**Problem**
Please transcribe all of the records precisely.

**Records**
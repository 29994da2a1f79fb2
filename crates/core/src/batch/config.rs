//! Batch configuration.

use serde::{Deserialize, Serialize};

/// Configuration for the batch coordinator.
#[derive(Debug, Clone, Default, Serialize, Deserialize)]
pub struct BatchConfig {
    /// Maximum tracks processed at once (0 = available parallelism).
    #[serde(default)]
    pub max_concurrent_tracks: usize,
}

impl BatchConfig {
    /// Sets the worker count.
    pub fn with_max_concurrent(mut self, max: usize) -> Self {
        self.max_concurrent_tracks = max;
        self
    }

    /// The worker count actually used, always at least one.
    pub fn effective_workers(&self) -> usize {
        if self.max_concurrent_tracks > 0 {
            self.max_concurrent_tracks
        } else {
            std::thread::available_parallelism()
                .map(|n| n.get())
                .unwrap_or(4)
        }
    }
}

**Answer for this exercise**
repository 29994da2a1f79fb2
filename crates/core/src/batch/config.rs
//! Batch configuration.

use serde::{Deserialize, Serialize};

/// Configuration for the batch coordinator.
#[derive(Debug, Clone, Default, Serialize, Deserialize)]
pub struct BatchConfig {
    /// Maximum tracks processed at once (0 = available parallelism).
    #[serde(default)]
    pub max_concurrent_tracks: usize,
}

impl BatchConfig {
    /// Sets the worker count.
    pub fn with_max_concurrent(mut self, max: usize) -> Self {
        self.max_concurrent_tracks = max;
        self
    }

    /// The worker count actually used, always at least one.
    pub fn effective_workers(&self) -> usize {
        if self.max_concurrent_tracks > 0 {
            self.max_concurrent_tracks
        } else {
            std::thread::available_parallelism()
                .map(|n| n.get())
                .unwrap_or(4)
        }
    }
}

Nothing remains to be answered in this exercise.